2012年9月4日火曜日

神は細部に宿る・・・準備書面の説得力とヴィジュアル化

神は細部に宿る

という。

準備書面でも、そういうことは多いといえます。

例えば、不正競争防止法の類否を論じるとき、

侵害主張商品(イ号物件)は、

「濃い青色」である。

これに対して、

原告商品は、

「深い緑に近い青色」である。

私は、類否を論じるときには、このようには単純には余りかかないようにしています(もちろん、単純に書いた場合のほうがよいこともあります)。
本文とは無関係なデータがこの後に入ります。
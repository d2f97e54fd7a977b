use lens_frontend::lexer::Lexer;
use lens_frontend::parser::StatementKind;
use lens_frontend::{
    DiagnosticKind, Frontend, FrontendConfig, FrontendError, InMemoryResolver, TokenKind,
};
use pretty_assertions::assert_eq;

const BALANCE_PROGRAM: &str = "\
000100 IDENTIFICATION DIVISION.
000200 PROGRAM-ID. BALUPD.
000300 DATA DIVISION.
000400 WORKING-STORAGE SECTION.
000500 01  CUSTOMER-REC.
000600     05  BALANCE          PIC 9(7)V99.
000700 PROCEDURE DIVISION.
000800 UPDATE-BALANCE.
000900     ADD 100 TO BALANCE.
001000     STOP RUN.
";

#[test]
fn balance_program_parses_cleanly() {
    let config = FrontendConfig::default();
    let resolver = InMemoryResolver::new();
    let out = Frontend::new(&config, &resolver)
        .analyze("BALUPD", None, BALANCE_PROGRAM)
        .unwrap();

    assert!(out.diagnostics.is_empty(), "{:?}", out.diagnostics);
    assert_eq!(out.tree.program_id().map(|n| n.text.as_str()), Some("BALUPD"));

    let data = out.tree.data.as_ref().unwrap();
    let entries = &data.sections[0].entries;
    assert_eq!(entries.len(), 2);
    assert_eq!(entries[1].name.as_ref().unwrap().text, "BALANCE");
    assert_eq!(entries[1].picture.as_deref(), Some("9(7)V99"));

    let procedure = out.tree.procedure.as_ref().unwrap();
    let paragraph = procedure.paragraphs().next().unwrap();
    assert_eq!(paragraph.name.as_ref().unwrap().text, "UPDATE-BALANCE");
    let add = &paragraph.sentences[0].statements[0];
    assert_eq!(add.verb, "ADD");
    assert_eq!(add.operands[0].name, "BALANCE");
    assert!(add.operands[0].access.writes());
}

#[test]
fn circular_copy_is_inert_and_rest_of_unit_parses() {
    let resolver = InMemoryResolver::new()
        .with_member("A", "       01  A-REC.\n           COPY B.\n")
        .with_member("B", "           05  B-FIELD PIC X.\n           COPY A.\n");
    let text = "\
\x20      IDENTIFICATION DIVISION.
       PROGRAM-ID. MAIN.
       DATA DIVISION.
       WORKING-STORAGE SECTION.
           COPY A.
       01  WS-AFTER PIC X.
       PROCEDURE DIVISION.
       MAIN-PARA.
           MOVE 'Y' TO WS-AFTER.
";
    let config = FrontendConfig::default();
    let out = Frontend::new(&config, &resolver).analyze("MAIN", None, text).unwrap();
    assert_eq!(out.tree.program_id().map(|n| n.text.as_str()), Some("MAIN"));

    let cycles: Vec<_> = out
        .diagnostics
        .iter()
        .filter(|d| d.kind == DiagnosticKind::CircularInclude)
        .collect();
    assert_eq!(cycles.len(), 1);
    assert!(cycles[0].message.contains("A -> B -> A"), "{}", cycles[0].message);
    assert_eq!(out.unit.copybooks, vec!["A".to_string(), "B".to_string()]);

    let names: Vec<_> = out.tree.data.as_ref().unwrap().sections[0]
        .entries
        .iter()
        .filter_map(|e| e.name.as_ref().map(|n| n.text.clone()))
        .collect();
    assert_eq!(names, vec!["A-REC", "B-FIELD", "WS-AFTER"]);

    let procedure = out.tree.procedure.as_ref().unwrap();
    assert_eq!(procedure.paragraphs().count(), 1);
}

#[test]
fn copied_lines_point_back_at_their_member() {
    let resolver = InMemoryResolver::new().with_member("REC", "       01  COPIED-REC PIC X.\n");
    let text = "\
\x20      IDENTIFICATION DIVISION.
       PROGRAM-ID. PROV.
       DATA DIVISION.
       WORKING-STORAGE SECTION.
           COPY REC.
";
    let config = FrontendConfig::default();
    let out = Frontend::new(&config, &resolver).analyze("PROV", None, text).unwrap();
    assert_eq!(out.tree.program_id().map(|n| n.text.as_str()), Some("PROV"));
    let entry = &out.tree.data.as_ref().unwrap().sections[0].entries[0];
    let origin = out.unit.origin(entry.range.line).unwrap();
    assert_eq!(origin.file, "REC");
    assert_eq!(origin.line, 1);
    assert_eq!(out.unit.provenance().len(), 1);
}

#[test]
fn token_ranges_slice_back_to_token_text() {
    let text = "\
\x20      IDENTIFICATION DIVISION.
       PROGRAM-ID. ROUND.
       PROCEDURE DIVISION.
       P1.
           DISPLAY 'HELLO, WORLD' X'4F' WS-COUNT.
           COMPUTE WS-TOTAL = WS-A ** 2 + 1.5.
";
    let config = FrontendConfig::default();
    let resolver = InMemoryResolver::new();
    let expanded = Frontend::new(&config, &resolver)
        .preprocess("ROUND", None, text)
        .unwrap();
    let tokens = Lexer::new(&config).tokenize(&expanded.unit).tokens;
    assert!(!tokens.is_empty());

    for token in tokens.iter().filter(|t| t.kind != TokenKind::Comment) {
        let sliced: String = token
            .pieces
            .iter()
            .map(|p| expanded.unit.line(p.line).unwrap().slice(p.start_col, p.end_col))
            .collect();
        assert_eq!(sliced, token.text, "{token:?}");
    }
}

#[test]
fn unit_without_divisions_fails_whole() {
    let config = FrontendConfig::default();
    let resolver = InMemoryResolver::new();
    let err = Frontend::new(&config, &resolver)
        .analyze("NOISE", None, "       01  JUST-DATA PIC X.\n")
        .unwrap_err();
    assert!(matches!(err, FrontendError::NoDivisions { .. }));
    assert!(err.is_fatal_to_unit());
}

#[test]
fn dialect_extensions_change_what_parses() {
    let text = "\
\x20      IDENTIFICATION DIVISION.
       PROGRAM-ID. SQLPGM.
       PROCEDURE DIVISION.
       P1.
           EXEC SQL SELECT 1 INTO :WS-X FROM DUAL END-EXEC.
           GOBACK.
";
    let resolver = InMemoryResolver::new();

    let relaxed = FrontendConfig::relaxed();
    let out = Frontend::new(&relaxed, &resolver).analyze("SQLPGM", None, text).unwrap();
    assert_eq!(out.tree.program_id().map(|n| n.text.as_str()), Some("SQLPGM"));
    let paragraph = out.tree.procedure.as_ref().unwrap().paragraphs().next().unwrap().clone();
    assert!(matches!(paragraph.sentences[0].statements[0].kind, StatementKind::Exec { .. }));
    assert!(out.diagnostics.is_empty(), "{:?}", out.diagnostics);

    let strict = FrontendConfig::standard();
    let out = Frontend::new(&strict, &resolver).analyze("SQLPGM", None, text).unwrap();
    assert!(out
        .diagnostics
        .iter()
        .any(|d| d.kind == DiagnosticKind::OpaqueStatement));
}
たとえば、こういう場合、私ならば、カラーコードを用いて、なるだけ特定しようとします。

たとえば、↓
http://www5.plala.or.jp/vaio0630/hp/c_code.htm

とてもおもしろいとおもう例ですが、たとえば、

#000080 Navy


#00008B DarkBlue

とは、画面上は、非常に似ています。

言葉として、ネイビーというのとダークブルーといえば、かなり異なる印象をもたせますが、似ているということを強調するためには、画像とカラーコード表を用いるほうが説得力が出るでしょうか。このために、最近は、ヴィジュアル化された準備書面も多くなっています。


不正競争防止法でも商標でもそうですが、たとえば、「ありふれた」か否かが問題となる場合も多いです。

単に、同じ色はありふれている!というよりも、

「ありふれている」ことを立証する努力が必要になります。たとえば、他の商品についても同じカラーコードに合う商品が多数存在する。とか。

法的主張よりも、事実主張に力を注ぐ、そういう場合も多くあります。